──────── SUPPLIED INFORMATION ────────

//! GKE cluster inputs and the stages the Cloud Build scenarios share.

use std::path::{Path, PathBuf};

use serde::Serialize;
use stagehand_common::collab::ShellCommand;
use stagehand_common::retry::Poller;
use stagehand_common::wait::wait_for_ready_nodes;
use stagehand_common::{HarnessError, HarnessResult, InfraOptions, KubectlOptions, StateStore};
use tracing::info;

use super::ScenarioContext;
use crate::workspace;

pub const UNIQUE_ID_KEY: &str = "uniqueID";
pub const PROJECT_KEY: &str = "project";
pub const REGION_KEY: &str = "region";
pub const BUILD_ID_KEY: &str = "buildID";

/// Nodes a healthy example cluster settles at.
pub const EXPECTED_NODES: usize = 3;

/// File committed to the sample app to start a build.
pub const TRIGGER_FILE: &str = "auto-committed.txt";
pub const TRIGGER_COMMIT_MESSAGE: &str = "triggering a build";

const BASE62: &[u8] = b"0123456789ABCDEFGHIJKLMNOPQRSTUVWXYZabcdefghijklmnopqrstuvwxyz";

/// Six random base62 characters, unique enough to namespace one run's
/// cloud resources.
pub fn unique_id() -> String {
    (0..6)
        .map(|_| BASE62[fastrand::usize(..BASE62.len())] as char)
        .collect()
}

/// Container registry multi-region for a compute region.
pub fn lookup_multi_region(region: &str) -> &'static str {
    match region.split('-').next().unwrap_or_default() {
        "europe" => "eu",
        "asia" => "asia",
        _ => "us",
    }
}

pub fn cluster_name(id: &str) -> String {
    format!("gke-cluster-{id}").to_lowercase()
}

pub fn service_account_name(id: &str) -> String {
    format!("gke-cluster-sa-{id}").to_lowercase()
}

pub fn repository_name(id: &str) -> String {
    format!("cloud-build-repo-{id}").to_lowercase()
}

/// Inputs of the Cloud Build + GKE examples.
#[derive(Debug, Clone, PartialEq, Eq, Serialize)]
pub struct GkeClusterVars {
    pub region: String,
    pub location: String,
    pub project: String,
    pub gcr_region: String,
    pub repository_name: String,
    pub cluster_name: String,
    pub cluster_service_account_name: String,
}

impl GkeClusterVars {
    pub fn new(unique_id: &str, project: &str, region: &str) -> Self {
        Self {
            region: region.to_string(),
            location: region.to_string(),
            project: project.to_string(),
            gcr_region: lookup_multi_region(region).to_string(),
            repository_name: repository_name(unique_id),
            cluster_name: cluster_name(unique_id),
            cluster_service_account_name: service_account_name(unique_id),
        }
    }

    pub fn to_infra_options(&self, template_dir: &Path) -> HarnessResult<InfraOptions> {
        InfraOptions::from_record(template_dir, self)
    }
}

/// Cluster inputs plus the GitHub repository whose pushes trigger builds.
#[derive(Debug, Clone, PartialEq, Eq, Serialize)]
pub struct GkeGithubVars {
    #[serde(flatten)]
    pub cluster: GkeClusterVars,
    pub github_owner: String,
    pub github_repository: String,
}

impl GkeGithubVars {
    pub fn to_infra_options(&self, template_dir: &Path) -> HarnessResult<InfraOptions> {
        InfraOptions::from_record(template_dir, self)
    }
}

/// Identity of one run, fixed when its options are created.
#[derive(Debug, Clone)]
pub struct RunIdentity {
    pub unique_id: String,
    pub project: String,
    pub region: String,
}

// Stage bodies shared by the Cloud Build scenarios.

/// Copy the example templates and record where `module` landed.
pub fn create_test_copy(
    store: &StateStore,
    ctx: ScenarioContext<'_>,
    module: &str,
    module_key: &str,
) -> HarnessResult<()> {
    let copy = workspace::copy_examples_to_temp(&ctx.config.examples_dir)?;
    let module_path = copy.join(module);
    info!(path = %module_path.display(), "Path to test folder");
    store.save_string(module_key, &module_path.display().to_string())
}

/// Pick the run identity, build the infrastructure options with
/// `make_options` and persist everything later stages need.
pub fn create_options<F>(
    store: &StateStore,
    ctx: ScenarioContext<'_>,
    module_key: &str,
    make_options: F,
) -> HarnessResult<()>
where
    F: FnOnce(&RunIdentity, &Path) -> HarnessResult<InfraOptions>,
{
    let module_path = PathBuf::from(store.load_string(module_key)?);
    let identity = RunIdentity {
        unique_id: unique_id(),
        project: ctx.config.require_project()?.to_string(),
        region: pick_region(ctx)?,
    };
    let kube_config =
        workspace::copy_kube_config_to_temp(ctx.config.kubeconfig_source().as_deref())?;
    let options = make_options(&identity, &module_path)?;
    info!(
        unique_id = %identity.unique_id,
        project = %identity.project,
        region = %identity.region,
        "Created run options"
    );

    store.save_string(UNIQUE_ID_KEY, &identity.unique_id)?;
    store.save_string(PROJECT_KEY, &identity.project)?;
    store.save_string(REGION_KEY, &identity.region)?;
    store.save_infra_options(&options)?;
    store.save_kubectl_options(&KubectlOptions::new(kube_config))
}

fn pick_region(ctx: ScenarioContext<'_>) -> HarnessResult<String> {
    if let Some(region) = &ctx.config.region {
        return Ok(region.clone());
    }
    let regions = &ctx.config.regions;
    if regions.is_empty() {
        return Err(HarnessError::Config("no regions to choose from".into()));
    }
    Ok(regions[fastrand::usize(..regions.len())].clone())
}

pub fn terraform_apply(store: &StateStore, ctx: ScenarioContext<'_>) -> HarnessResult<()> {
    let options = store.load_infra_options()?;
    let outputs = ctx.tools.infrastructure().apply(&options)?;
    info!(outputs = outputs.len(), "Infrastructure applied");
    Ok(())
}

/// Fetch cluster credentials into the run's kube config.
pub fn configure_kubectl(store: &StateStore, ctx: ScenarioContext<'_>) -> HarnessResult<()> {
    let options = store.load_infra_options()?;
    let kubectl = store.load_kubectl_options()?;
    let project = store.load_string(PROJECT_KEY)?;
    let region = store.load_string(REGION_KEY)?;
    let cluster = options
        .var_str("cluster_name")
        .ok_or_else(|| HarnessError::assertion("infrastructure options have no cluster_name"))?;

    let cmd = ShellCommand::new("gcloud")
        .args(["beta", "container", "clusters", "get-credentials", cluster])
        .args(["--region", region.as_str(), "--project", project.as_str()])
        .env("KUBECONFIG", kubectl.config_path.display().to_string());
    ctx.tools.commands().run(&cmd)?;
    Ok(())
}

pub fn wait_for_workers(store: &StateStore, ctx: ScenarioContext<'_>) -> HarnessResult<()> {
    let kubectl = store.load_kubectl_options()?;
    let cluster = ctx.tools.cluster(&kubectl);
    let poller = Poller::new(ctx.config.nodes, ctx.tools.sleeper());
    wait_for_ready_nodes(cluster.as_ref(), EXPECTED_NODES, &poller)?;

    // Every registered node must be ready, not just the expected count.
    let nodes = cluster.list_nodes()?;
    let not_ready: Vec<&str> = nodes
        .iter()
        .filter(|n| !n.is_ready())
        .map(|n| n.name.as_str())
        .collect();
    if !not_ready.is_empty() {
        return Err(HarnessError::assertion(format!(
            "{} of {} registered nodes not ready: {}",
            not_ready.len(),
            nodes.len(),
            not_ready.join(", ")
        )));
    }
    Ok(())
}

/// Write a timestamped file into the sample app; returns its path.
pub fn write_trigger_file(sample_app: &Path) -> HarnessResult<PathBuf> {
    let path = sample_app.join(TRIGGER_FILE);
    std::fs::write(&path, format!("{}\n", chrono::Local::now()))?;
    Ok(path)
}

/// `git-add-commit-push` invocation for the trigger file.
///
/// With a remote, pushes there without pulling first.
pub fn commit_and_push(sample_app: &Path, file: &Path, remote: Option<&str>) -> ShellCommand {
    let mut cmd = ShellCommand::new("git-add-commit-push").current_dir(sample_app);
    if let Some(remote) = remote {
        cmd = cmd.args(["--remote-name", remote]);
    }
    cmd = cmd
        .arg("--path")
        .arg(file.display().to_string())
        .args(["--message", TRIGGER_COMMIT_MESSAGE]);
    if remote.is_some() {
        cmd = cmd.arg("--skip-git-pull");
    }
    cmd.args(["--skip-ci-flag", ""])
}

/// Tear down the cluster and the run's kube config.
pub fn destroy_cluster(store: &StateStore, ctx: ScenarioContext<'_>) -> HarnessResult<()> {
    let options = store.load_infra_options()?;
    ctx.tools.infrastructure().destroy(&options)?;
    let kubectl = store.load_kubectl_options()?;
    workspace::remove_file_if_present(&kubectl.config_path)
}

────────

* _WORK INSTRUCTIONS_
Search the records line by line for the word "display" and copy every line where it appears.

* _RESULT BELOW_
    info!(path = %module_path.display(), "Path to test folder");
    store.save_string(module_key, &module_path.display().to_string())
        .env("KUBECONFIG", kubectl.config_path.display().to_string());
        .arg(file.display().to_string())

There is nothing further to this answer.